● **WHAT IS REQUIRED**: Produce an exact copy of the first line of the data below and each line after it, please, up to and including the one with "pub fn layout_path(&self, name: &str, referrer: &Path)".

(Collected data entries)
* * *
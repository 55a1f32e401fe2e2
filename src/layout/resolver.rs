use std::path::{Path, PathBuf};

use liquid::Parser;
use log::debug;

use crate::config::Config;
use crate::front_matter::ContentParser;
use crate::layout::renderer::{ChainLevel, ComposedTemplate};
use crate::liquid::{create_parser, TemplateHelpers};
use crate::utils::error::{BananaError, BananaResult};
use crate::utils::path::get_stem;

/// Resolves layout chains into composed templates
///
/// A chain starts at a template file and follows each file's `layout` key
/// until a file declares none. Layout names are looked up in `layouts/`
/// first and then in the site root, which is where the shared
/// `layout.tmpl` lives.
pub struct TemplateResolver {
    config: Config,
    content_parser: ContentParser,
    parser: Parser,
}

impl TemplateResolver {
    pub fn new(
        config: &Config,
        content_parser: ContentParser,
        helpers: &TemplateHelpers,
    ) -> BananaResult<Self> {
        Ok(TemplateResolver {
            config: config.clone(),
            content_parser,
            parser: create_parser(helpers)?,
        })
    }

    /// Map a layout name to its file
    pub fn layout_path(&self, name: &str, referrer: &Path) -> BananaResult<PathBuf> {
        let not_found = || BananaError::LayoutNotFound {
            name: name.to_string(),
            referrer: referrer.to_path_buf(),
        };

        if name.contains(['/', '\\']) || name.starts_with('.') {
            return Err(not_found());
        }

        self.config
            .layout_candidates(name)
            .into_iter()
            .find(|candidate| candidate.is_file())
            .ok_or_else(not_found)
    }

    /// Walk the chain starting at `start` and compose it
    pub fn resolve<P: AsRef<Path>>(&self, start: P) -> BananaResult<ComposedTemplate> {
        let start = start.as_ref();
        if !start.is_file() {
            return Err(BananaError::template(
                start.display().to_string(),
                "template file not found",
            ));
        }

        let mut levels = Vec::new();
        let mut visited: Vec<PathBuf> = Vec::new();
        let mut names: Vec<String> = Vec::new();
        let mut current = start.to_path_buf();

        loop {
            let identity = current.canonicalize().unwrap_or_else(|_| current.clone());
            let name = get_stem(&current);
            names.push(name.clone());

            if visited.contains(&identity) {
                return Err(BananaError::LayoutCycle { chain: names });
            }
            if levels.len() >= self.config.max_layout_depth {
                return Err(BananaError::LayoutChainTooDeep {
                    start: start.to_path_buf(),
                    limit: self.config.max_layout_depth,
                });
            }
            visited.push(identity);

            let parsed = self.content_parser.parse_file(&current)?;
            let template = self
                .parser
                .parse(&parsed.body)
                .map_err(|e| BananaError::template(current.display().to_string(), e))?;
            levels.push(ChainLevel {
                name: name.clone(),
                template,
            });

            match parsed.front_matter.layout() {
                Some(parent) => current = self.layout_path(parent, &current)?,
                None => {
                    debug!("Resolved layout chain {}", names.join(" -> "));
                    return Ok(ComposedTemplate::new(name, levels));
                }
            }
        }
    }
}
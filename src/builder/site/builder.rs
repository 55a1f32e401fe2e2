use std::collections::HashSet;
use std::path::{Path, PathBuf};
use std::time::Instant;

use chrono::Utc;
use liquid::model::Value;
use log::{debug, info, warn};

use crate::builder::page::{collect_pages, collect_posts, Page};
use crate::builder::site::context::{post_listing, PageContext, RenderContext, SiteContext};
use crate::builder::types::BuildStats;
use crate::builder::watcher::{watch, watch_targets, Subscription};
use crate::config::{load_site_config, validate_config, validate_destination, Config};
use crate::front_matter::ContentParser;
use crate::layout::{ComposedTemplate, TemplateResolver, CONTENT_VARIABLE};
use crate::liquid::TemplateHelpers;
use crate::markdown::MarkdownRenderer;
use crate::utils::error::{BananaError, BananaResult};
use crate::utils::fs;

/// Builds a whole site from its source directory
///
/// Every call to `build` starts from scratch: configuration and content are
/// read again and nothing is carried over from a previous build. The first
/// failing step ends the build.
#[derive(Debug, Clone)]
pub struct SiteBuilder {
    config: Config,
    content_parser: ContentParser,
    helpers: TemplateHelpers,
    markdown: MarkdownRenderer,
}

impl SiteBuilder {
    pub fn new(config: Config) -> Self {
        SiteBuilder {
            config,
            content_parser: ContentParser::default(),
            helpers: TemplateHelpers::standard(),
            markdown: MarkdownRenderer,
        }
    }

    pub fn with_content_parser(mut self, content_parser: ContentParser) -> Self {
        self.content_parser = content_parser;
        self
    }

    pub fn with_helpers(mut self, helpers: TemplateHelpers) -> Self {
        self.helpers = helpers;
        self
    }

    pub fn config(&self) -> &Config {
        &self.config
    }

    /// Run a full build
    pub fn build(&self) -> BananaResult<BuildStats> {
        let start = Instant::now();
        let config = &self.config;
        let mut stats = BuildStats::default();

        validate_config(config)?;
        let site_config = load_site_config(config.config_file())?;
        let site = SiteContext::new(site_config.site, Utc::now());
        info!("Building '{}' into {}", site.title, config.destination.display());

        let posts = collect_posts(&self.content_parser, &config.posts_dir())?;
        let post_contexts: Vec<PageContext> = posts
            .iter()
            .map(|post| PageContext::new(post, self.markdown.render(&post.content)))
            .collect();

        let listing = post_listing(posts.iter().zip(post_contexts.iter()));
        for post in posts.iter().filter(|p| p.date().is_none()) {
            warn!("{} has no date and is left out of the post listing", post.source.display());
        }
        stats.listed_posts = listing.len();

        let resolver = TemplateResolver::new(config, self.content_parser.clone(), &self.helpers)?;
        let mut written: HashSet<PathBuf> = HashSet::new();

        let index = resolver.resolve(config.index_template())?;
        let globals = RenderContext {
            site: &site,
            page: None,
            posts: &listing,
        }
        .to_globals()?;
        self.write_rendered(&index, &globals, &config.destination.join("index.html"), &mut written)?;

        for (post, context) in posts.iter().zip(post_contexts.iter()) {
            let layout = post.layout().unwrap_or(config.default_post_layout.as_str());
            let template = resolver.resolve(resolver.layout_path(layout, &post.source)?)?;

            let mut globals = RenderContext {
                site: &site,
                page: Some(context),
                posts: &listing,
            }
            .to_globals()?;
            globals.insert(CONTENT_VARIABLE.into(), Value::scalar(context.content.clone()));

            self.write_page(post, &template, &globals, &mut written)?;
            stats.posts += 1;
        }

        for page in collect_pages(&self.content_parser, &config.pages_dir())? {
            let template = resolver.resolve(&page.source)?;
            let context = PageContext::new(&page, page.content.clone());
            let globals = RenderContext {
                site: &site,
                page: Some(&context),
                posts: &listing,
            }
            .to_globals()?;

            self.write_page(&page, &template, &globals, &mut written)?;
            stats.pages += 1;
        }

        stats.static_bytes = self.sync_static()?;
        stats.duration = start.elapsed();

        info!(
            "Built {} post(s) and {} page(s) in {:.2?}",
            stats.posts, stats.pages, stats.duration
        );
        Ok(stats)
    }

    /// Remove the output root; a missing root is fine
    pub fn clean(&self) -> BananaResult<()> {
        validate_destination(&self.config)?;
        info!("Cleaning {}", self.config.destination.display());
        fs::remove_directory(&self.config.destination)
    }

    /// Rebuild on every relevant change under the site root until the
    /// returned subscription is closed
    pub fn watch(&self) -> BananaResult<Subscription> {
        let source = self
            .config
            .source
            .canonicalize()
            .map_err(|e| BananaError::watch(format!("{}: {}", self.config.source.display(), e)))?;
        let output = self
            .config
            .destination
            .canonicalize()
            .or_else(|_| std::path::absolute(&self.config.destination))
            .map_err(|e| BananaError::watch(format!("{}: {}", self.config.destination.display(), e)))?;

        let directories = watch_targets(&source)?;
        let builder = self.clone();

        watch(&directories, Some(output), move || {
            info!("Change detected. Rebuilding...");
            builder.build()?;
            info!("Rebuild complete");
            Ok(())
        })
    }

    fn write_page(
        &self,
        page: &Page,
        template: &ComposedTemplate,
        globals: &liquid::Object,
        written: &mut HashSet<PathBuf>,
    ) -> BananaResult<()> {
        let slug = page.slug();
        if self.config.is_reserved_slug(&slug) {
            return Err(BananaError::parse(
                &page.source,
                format!("slug '{}' is reserved for static files", slug),
            ));
        }
        let output = self.config.output_path_for_slug(&slug).ok_or_else(|| {
            BananaError::parse(
                &page.source,
                format!("slug '{}' points outside the output root", slug),
            )
        })?;
        debug!("{} -> {}", page.source.display(), output.display());
        self.write_rendered(template, globals, &output, written)
    }

    fn write_rendered(
        &self,
        template: &ComposedTemplate,
        globals: &liquid::Object,
        output: &Path,
        written: &mut HashSet<PathBuf>,
    ) -> BananaResult<()> {
        let html = template.render(globals)?;
        if !written.insert(output.to_path_buf()) {
            warn!("{} is written more than once; the last one wins", output.display());
        }
        fs::write_file(output, html.as_bytes())
    }

    /// Replace the output copy of `static/` with a fresh copy
    fn sync_static(&self) -> BananaResult<u64> {
        let source = self.config.static_dir();
        let target = self.config.static_output_dir();

        if !source.is_dir() {
            debug!("No static directory at {}", source.display());
            fs::remove_directory(&target)?;
            return Ok(0);
        }

        let copied = fs::replace_directory(&source, &target)?;
        debug!("Copied {} byte(s) of static files", copied);
        Ok(copied)
    }
}

#[cfg(test)]
mod tests {
    use super::*;
    use std::fs as stdfs;
    use tempfile::TempDir;

    fn write(root: &Path, path: &str, content: &str) {
        let path = root.join(path);
        stdfs::create_dir_all(path.parent().unwrap()).unwrap();
        stdfs::write(path, content).unwrap();
    }

    fn sample_site() -> TempDir {
        let dir = TempDir::new().unwrap();
        let root = dir.path();
        write(
            root,
            "banana.yml",
            "site:\n  title: Test Site\n  author: Jo\n  vars:\n    tagline: hello\n",
        );
        write(
            root,
            "layout.tmpl",
            "<html><title>{{ site.title }}</title><body>{{ content }}</body></html>",
        );
        write(
            root,
            "index.tmpl",
            "---\nlayout: layout\n---\n<ul>{% for post in posts %}<li>{{ post.title }} {{ post.date | date: '%Y-%m-%d' }}</li>{% endfor %}</ul>",
        );
        write(
            root,
            "layouts/post.tmpl",
            "---\nlayout: layout\n---\n<article><h1>{{ page.title | upper }}</h1>{{ content }}</article>",
        );
        write(root, "posts/jan.md", "---\ntitle: January\ndate: 2021-01-01\n---\nHello *jan*\n");
        write(root, "posts/jun.md", "---\ntitle: June\ndate: 2021-06-01\n---\nHello jun\n");
        write(root, "posts/dec.md", "---\ntitle: December\ndate: 2020-12-01\n---\nHello dec\n");
        write(
            root,
            "pages/about.tmpl",
            "---\nlayout: layout\ntitle: About Us\npermalink: /about/\n---\n<p>{{ site.vars.tagline }} from {{ page.title }}</p>",
        );
        write(root, "static/css/site.css", "body {}");
        dir
    }

    fn read(path: PathBuf) -> String {
        stdfs::read_to_string(path).unwrap()
    }

    #[test]
    fn test_full_build() {
        let dir = sample_site();
        let builder = SiteBuilder::new(Config::for_source(dir.path()));
        let stats = builder.build().unwrap();
        assert_eq!(stats.posts, 3);
        assert_eq!(stats.pages, 1);
        assert_eq!(stats.listed_posts, 3);

        let out = dir.path().join("_build");
        let index = read(out.join("index.html"));
        assert_eq!(
            index,
            "<html><title>Test Site</title><body><ul><li>June 2021-06-01</li><li>January 2021-01-01</li><li>December 2020-12-01</li></ul></body></html>"
        );

        let post = read(out.join("january/index.html"));
        assert!(post.starts_with("<html><title>Test Site</title><body><article><h1>JANUARY</h1>"));
        assert!(post.contains("<em>jan</em>"));

        assert_eq!(
            read(out.join("about/index.html")),
            "<html><title>Test Site</title><body><p>hello from About Us</p></body></html>"
        );
        assert_eq!(read(out.join("static/css/site.css")), "body {}");
    }

    #[test]
    fn test_rebuild_is_byte_identical() {
        let dir = sample_site();
        let builder = SiteBuilder::new(Config::for_source(dir.path()));
        builder.build().unwrap();
        let first = read(dir.path().join("_build/june/index.html"));
        builder.build().unwrap();
        assert_eq!(first, read(dir.path().join("_build/june/index.html")));
    }

    #[test]
    fn test_static_sync_is_destructive() {
        let dir = sample_site();
        let builder = SiteBuilder::new(Config::for_source(dir.path()));
        builder.build().unwrap();

        stdfs::remove_file(dir.path().join("static/css/site.css")).unwrap();
        write(dir.path(), "static/app.js", "run()");
        builder.build().unwrap();

        let out = dir.path().join("_build/static");
        assert!(!out.join("css/site.css").exists());
        assert_eq!(read(out.join("app.js")), "run()");
    }

    #[test]
    fn test_missing_config_fails_before_output() {
        let dir = sample_site();
        stdfs::remove_file(dir.path().join("banana.yml")).unwrap();

        let err = SiteBuilder::new(Config::for_source(dir.path())).build().unwrap_err();
        assert!(matches!(err, BananaError::Config { .. }));
        assert!(!dir.path().join("_build").exists());
    }

    #[test]
    fn test_bad_post_aborts_build() {
        let dir = sample_site();
        write(dir.path(), "posts/broken.md", "---\ntitle: no end\n");

        let err = SiteBuilder::new(Config::for_source(dir.path())).build().unwrap_err();
        assert!(matches!(err, BananaError::Parse { .. }));
        assert!(!dir.path().join("_build/index.html").exists());
    }

    #[test]
    fn test_layout_cycle_fails_build() {
        let dir = sample_site();
        write(dir.path(), "layouts/post.tmpl", "---\nlayout: wrapper\n---\n{{ content }}");
        write(dir.path(), "layouts/wrapper.tmpl", "---\nlayout: post\n---\n{{ content }}");

        let err = SiteBuilder::new(Config::for_source(dir.path())).build().unwrap_err();
        assert!(matches!(err, BananaError::LayoutCycle { .. }));
    }

    #[test]
    fn test_undated_post_is_rendered_but_not_listed() {
        let dir = sample_site();
        write(dir.path(), "posts/draft.md", "---\ntitle: Draft Idea\n---\nsoon\n");

        let stats = SiteBuilder::new(Config::for_source(dir.path())).build().unwrap();
        assert_eq!(stats.posts, 4);
        assert_eq!(stats.listed_posts, 3);
        assert!(dir.path().join("_build/draft-idea/index.html").is_file());
        assert!(!read(dir.path().join("_build/index.html")).contains("Draft Idea"));
    }

    #[test]
    fn test_permalink_cannot_leave_output_root() {
        let dir = sample_site();
        write(
            dir.path(),
            "pages/evil.tmpl",
            "---\ntitle: Evil\npermalink: /../escaped/\n---\nboo",
        );

        let err = SiteBuilder::new(Config::for_source(dir.path())).build().unwrap_err();
        match err {
            BananaError::Parse { path, message } => {
                assert!(path.ends_with("pages/evil.tmpl"));
                assert!(message.contains("outside the output root"));
            }
            other => panic!("expected a parse error, got {other}"),
        }
        assert!(!dir.path().join("escaped").exists());
    }

    #[test]
    fn test_static_slug_is_reserved() {
        let dir = sample_site();
        write(dir.path(), "posts/static.md", "---\ntitle: Static\ndate: 2021-02-01\n---\ngone?\n");

        let err = SiteBuilder::new(Config::for_source(dir.path())).build().unwrap_err();
        assert!(matches!(err, BananaError::Parse { ref message, .. } if message.contains("reserved")));
        assert!(!dir.path().join("_build/static/index.html").exists());
    }

    #[test]
    fn test_clean_without_output() {
        let dir = sample_site();
        let builder = SiteBuilder::new(Config::for_source(dir.path()));
        builder.clean().unwrap();

        builder.build().unwrap();
        builder.clean().unwrap();
        assert!(!dir.path().join("_build").exists());
        builder.clean().unwrap();
    }
}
* * *
● **ANSWER TO THIS TASK**:
repository 55a1f32e401fe2e2
filename src/layout/resolver.rs
use std::path::{Path, PathBuf};

use liquid::Parser;
use log::debug;

use crate::config::Config;
use crate::front_matter::ContentParser;
use crate::layout::renderer::{ChainLevel, ComposedTemplate};
use crate::liquid::{create_parser, TemplateHelpers};
use crate::utils::error::{BananaError, BananaResult};
use crate::utils::path::get_stem;

/// Resolves layout chains into composed templates
///
/// A chain starts at a template file and follows each file's `layout` key
/// until a file declares none. Layout names are looked up in `layouts/`
/// first and then in the site root, which is where the shared
/// `layout.tmpl` lives.
pub struct TemplateResolver {
    config: Config,
    content_parser: ContentParser,
    parser: Parser,
}

impl TemplateResolver {
    pub fn new(
        config: &Config,
        content_parser: ContentParser,
        helpers: &TemplateHelpers,
    ) -> BananaResult<Self> {
        Ok(TemplateResolver {
            config: config.clone(),
            content_parser,
            parser: create_parser(helpers)?,
        })
    }

    /// Map a layout name to its file
    pub fn layout_path(&self, name: &str, referrer: &Path) -> BananaResult<PathBuf> {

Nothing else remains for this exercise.